After working through it and working it over, I've come to the conclusion that X-Men: First Class is a bad movie. This pains me more than I should like to admit, because there's some deep groundwork for a very good movie here. This unfulfilled potential and the interesting takes on familiar characters and backstories make this a film worth seeing if you're a Marvel and X-Men fan. However, on the whole, the average viewer should remain skeptical, and only go if they're feeling very sporting — this film ranks solidly below Thor, dwelling closer to the level of the later X-Men films and Origins: Wolverine.
X-Men: First Class portrays the origin stories for the several of the franchise characters, providing flashes of background for Magneto, Professor X, Raven, and Beast, and other charismatic heroes in training. The government, guided by the tolerant good will of agent Moira McTaggart, provides intrepid young Charles Xavier (James McAvoy) and Erik "Magneto" Lensherr (Michael Fassbender) with the means of finding and recruiting fledgling mutants. These superhuman allies come in handy when mad mutant supremacist Sebastian Shaw (Kevin Bacon) attempts to ignite the Cold War into a hot one.
The best acting by far is the work by McAvoy and Fassbender, and the camaraderie and conflict between them creates the foundation for an excellent origin story. They have genuine fraternal spark in their scenes together, and they evoke the right kinds of respective energies: Magneto a sinister and alluring intensity, and Xavier a sense of calm, bordering on skittishness. If we're to take these characterizations at their word, Xavier is enthusiastic and sharp, but he hasn't yet developed into the powerful leader that Patrick Stewart will eventually portray. That's fine... if anything, it's a fairly good explanation for the eventual fragmenting of the mutant coalition.

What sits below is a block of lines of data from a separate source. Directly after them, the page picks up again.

//! Baseline lattice A* search.

use std::collections::BinaryHeap;
use std::time::Instant;

use log::{debug, trace};

use marga_grid::OccupancyGrid;

use crate::collision::CollisionChecker;
use crate::discretize::{ConfigKey, Configuration, Discretizer};
use crate::primitive::{PrimitiveId, PrimitiveTable};

use super::arena::{NodeArena, NodeTag};
use super::heuristic::{euclidean, satisfies_goal, GoalTolerance};
use super::queue::QueueEntry;
use super::SearchStats;

/// Cost comparisons tolerate this much floating-point noise.
const COST_EPS: f32 = 1e-6;

/// Search loop parameters.
#[derive(Clone, Copy, Debug)]
pub struct AStarTuning {
    /// Expansions between time-budget checks. Suspension happens only at
    /// this boundary, never mid-expansion.
    pub budget_check_interval: usize,
}

impl Default for AStarTuning {
    fn default() -> Self {
        Self {
            budget_check_interval: 64,
        }
    }
}

/// Result of one A* invocation.
#[derive(Clone, Debug)]
pub enum SearchOutcome {
    /// A path was found; optimal under the admissible heuristic.
    Found {
        /// Ordered configurations with the primitive leading into each
        steps: Vec<(Configuration, Option<PrimitiveId>)>,
        /// Total path cost
        cost: f32,
        /// Search counters
        stats: SearchStats,
    },
    /// The reachable space was exhausted without reaching the goal.
    NoPath {
        /// Search counters
        stats: SearchStats,
    },
    /// The time budget expired; plain A* has no partial solution to offer.
    DeadlineExceeded {
        /// Search counters
        stats: SearchStats,
    },
}

/// Classic weighted lattice search: priority queue on `f = g + h`,
/// successors from the primitive table filtered through the collision
/// checker. Terminates when a configuration inside the goal tolerance is
/// popped (success) or the open set empties (no path).
///
/// Tie-breaking among equal `f` prefers larger `g`; the full deterministic
/// order lives in the queue entry.
pub struct AStarSearch<'a> {
    grid: &'a OccupancyGrid,
    table: &'a PrimitiveTable,
    disc: &'a Discretizer,
    tuning: AStarTuning,
}

impl<'a> AStarSearch<'a> {
    /// Create a search over one map snapshot and primitive table.
    pub fn new(
        grid: &'a OccupancyGrid,
        table: &'a PrimitiveTable,
        disc: &'a Discretizer,
        tuning: AStarTuning,
    ) -> Self {
        Self {
            grid,
            table,
            disc,
            tuning,
        }
    }

    /// Run the search. `deadline` is the absolute budget expiry instant.
    pub fn search(
        &self,
        start: Configuration,
        goal: Configuration,
        tol: GoalTolerance,
        deadline: Option<Instant>,
    ) -> SearchOutcome {
        let checker = CollisionChecker::new(self.grid);
        let mut arena = NodeArena::new();
        let mut open: BinaryHeap<QueueEntry> = BinaryHeap::new();
        let mut seq: u64 = 0;
        let mut expanded: usize = 0;

        let h0 = euclidean(&start, &goal);
        let start_idx = arena.get_or_create(start, h0);
        arena.node_mut(start_idx).g = 0.0;
        open.push(QueueEntry {
            f: h0,
            g: 0.0,
            seq,
            node: start_idx,
        });
        seq += 1;

        while let Some(entry) = open.pop() {
            // Budget check only at the expansion boundary
            if expanded % self.tuning.budget_check_interval == 0 {
                if let Some(deadline) = deadline {
                    if Instant::now() >= deadline {
                        debug!("[astar] deadline exceeded after {} expansions", expanded);
                        return SearchOutcome::DeadlineExceeded {
                            stats: self.stats(expanded, &arena),
                        };
                    }
                }
            }

            let node = arena.node(entry.node);
            if node.tag == NodeTag::Closed {
                continue;
            }
            if entry.g > node.g + COST_EPS {
                continue; // stale entry, a cheaper route was found later
            }

            if satisfies_goal(&node.config, &goal, &tol) {
                let cost = node.g;
                trace!(
                    "[astar] goal reached: cost={:.3} expanded={} generated={}",
                    cost,
                    expanded,
                    arena.len()
                );
                return SearchOutcome::Found {
                    steps: arena.reconstruct_path(entry.node),
                    cost,
                    stats: self.stats(expanded, &arena),
                };
            }

            let key = node.config.key;
            let cell = node.config.cell();
            let g = node.g;
            arena.node_mut(entry.node).tag = NodeTag::Closed;
            expanded += 1;

            for prim in self.table.primitives_at(key.ih) {
                if !checker.is_primitive_free(cell, prim) {
                    continue;
                }

                let succ = Configuration::from_key(
                    ConfigKey {
                        ix: key.ix + prim.cell_delta.0,
                        iy: key.iy + prim.cell_delta.1,
                        ih: prim.end_heading,
                    },
                    self.grid,
                    self.disc,
                );
                let h = euclidean(&succ, &goal);
                let idx = arena.get_or_create(succ, h);

                // Consistent heuristic: closed nodes never improve
                if arena.node(idx).tag == NodeTag::Closed {
                    continue;
                }

                let ng = g + prim.cost;
                if ng + COST_EPS < arena.node(idx).g {
                    arena.update_cost(idx, ng, entry.node, prim.id);
                    open.push(QueueEntry {
                        f: ng + h,
                        g: ng,
                        seq,
                        node: idx,
                    });
                    seq += 1;
                }
            }
        }

        debug!("[astar] open set exhausted after {} expansions", expanded);
        SearchOutcome::NoPath {
            stats: self.stats(expanded, &arena),
        }
    }

    fn stats(&self, expanded: usize, arena: &NodeArena) -> SearchStats {
        SearchStats {
            nodes_expanded: expanded,
            nodes_generated: arena.len(),
            passes: 1,
        }
    }
}

#[cfg(test)]
mod tests {
    use super::*;
    use crate::model::{BodyRect, CarModel, UnicycleModel};
    use marga_grid::{CellState, GridCoord, Pose2D};
    use std::time::Duration;

    fn disc() -> Discretizer {
        Discretizer::new(1.0, 8)
    }

    fn car_table(disc: &Discretizer) -> PrimitiveTable {
        let car = CarModel::new(1.0, 0.6, 2.0, BodyRect::new(0.8, 0.5, 0.2));
        PrimitiveTable::build(&car, disc).unwrap()
    }

    fn grid_11() -> OccupancyGrid {
        // Cell centers on integer coordinates 0..=10 in both axes
        OccupancyGrid::filled(
            11,
            11,
            1.0,
            marga_grid::WorldPoint::new(-0.5, -0.5),
            CellState::Free,
        )
    }

    fn config(grid: &OccupancyGrid, disc: &Discretizer, x: f32, y: f32, theta: f32) -> Configuration {
        Configuration::from_world(Pose2D::new(x, y, theta), grid, disc)
    }

    #[test]
    fn test_straight_line_plan() {
        let disc = disc();
        let grid = grid_11();
        let table = car_table(&disc);
        let search = AStarSearch::new(&grid, &table, &disc, AStarTuning::default());

        let start = config(&grid, &disc, 0.0, 0.0, 0.0);
        let goal = config(&grid, &disc, 5.0, 0.0, 0.0);
        let tol = GoalTolerance::for_lattice(1.0, 8);

        match search.search(start, goal, tol, None) {
            SearchOutcome::Found { steps, cost, .. } => {
                assert!((cost - 5.0).abs() < 1e-3, "cost was {}", cost);
                // Two-cell straights keep the step count minimal
                assert!(steps.len() <= 5, "took {} steps", steps.len());
                assert_eq!(steps.first().unwrap().0.key, start.key);
                assert!(steps.last().unwrap().0.key.ix == 5);
            }
            other => panic!("expected path, got {:?}", other),
        }
    }

    #[test]
    fn test_start_equals_goal() {
        let disc = disc();
        let grid = grid_11();
        let table = car_table(&disc);
        let search = AStarSearch::new(&grid, &table, &disc, AStarTuning::default());

        let start = config(&grid, &disc, 3.0, 3.0, 0.0);
        let tol = GoalTolerance::for_lattice(1.0, 8);
        match search.search(start, start, tol, None) {
            SearchOutcome::Found { steps, cost, .. } => {
                assert_eq!(steps.len(), 1);
                assert_eq!(cost, 0.0);
            }
            other => panic!("expected trivial path, got {:?}", other),
        }
    }

    #[test]
    fn test_no_path_when_goal_enclosed() {
        let disc = disc();
        let mut grid = grid_11();
        // Wall off the goal cell (8, 8) completely
        for dx in -1..=1 {
            for dy in -1..=1 {
                if (dx, dy) != (0, 0) {
                    grid.set_state(GridCoord::new(8 + dx, 8 + dy), CellState::Occupied);
                }
            }
        }
        let table = car_table(&disc);
        let search = AStarSearch::new(&grid, &table, &disc, AStarTuning::default());

        let start = config(&grid, &disc, 0.0, 0.0, 0.0);
        let goal = config(&grid, &disc, 8.0, 8.0, 0.0);
        let tol = GoalTolerance::for_lattice(1.0, 8);

        assert!(matches!(
            search.search(start, goal, tol, None),
            SearchOutcome::NoPath { .. }
        ));
    }

    #[test]
    fn test_deadline_exceeded() {
        let disc = disc();
        let grid = OccupancyGrid::centered_free(201, 201, 1.0);
        let table = car_table(&disc);
        let search = AStarSearch::new(&grid, &table, &disc, AStarTuning::default());

        let start = config(&grid, &disc, -90.0, -90.0, 0.0);
        let goal = config(&grid, &disc, 90.0, 90.0, 0.0);
        let tol = GoalTolerance::for_lattice(1.0, 8);
        let deadline = Instant::now() + Duration::from_nanos(1);

        assert!(matches!(
            search.search(start, goal, tol, Some(deadline)),
            SearchOutcome::DeadlineExceeded { .. }
        ));
    }

    #[test]
    fn test_turn_in_place_reaches_rotated_goal() {
        let disc = disc();
        let grid = grid_11();
        let cart = UnicycleModel::new(BodyRect::new(0.6, 0.5, 0.0), 0.5);
        let table = PrimitiveTable::build(&cart, &disc).unwrap();
        let search = AStarSearch::new(&grid, &table, &disc, AStarTuning::default());

        let start = config(&grid, &disc, 5.0, 5.0, 0.0);
        let goal = config(&grid, &disc, 5.0, 5.0, std::f32::consts::PI);
        let tol = GoalTolerance::for_lattice(1.0, 8);

        match search.search(start, goal, tol, None) {
            SearchOutcome::Found { steps, cost, .. } => {
                assert!(cost > 0.0);
                // All steps stay on the same cell
                assert!(steps.iter().all(|(c, _)| c.key.ix == 5 && c.key.iy == 5));
            }
            other => panic!("expected rotation path, got {:?}", other),
        }
    }
}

Somewhere buried in this story, there's also a very potent account of oppression, victimization, and retaliation. The motifs of racial and genetic superiority, tyranny of the majority, and fear of the Other are present at all times, and there's a lot of potential for nuance, depth, and complexity. Reactionary liberation, assimilation, identity politics, the subliminal identification with the oppressor; lots of bloggers are covering this, even as we speak. X-Men: First Class is, if nothing else, a great spark to start conversations like this.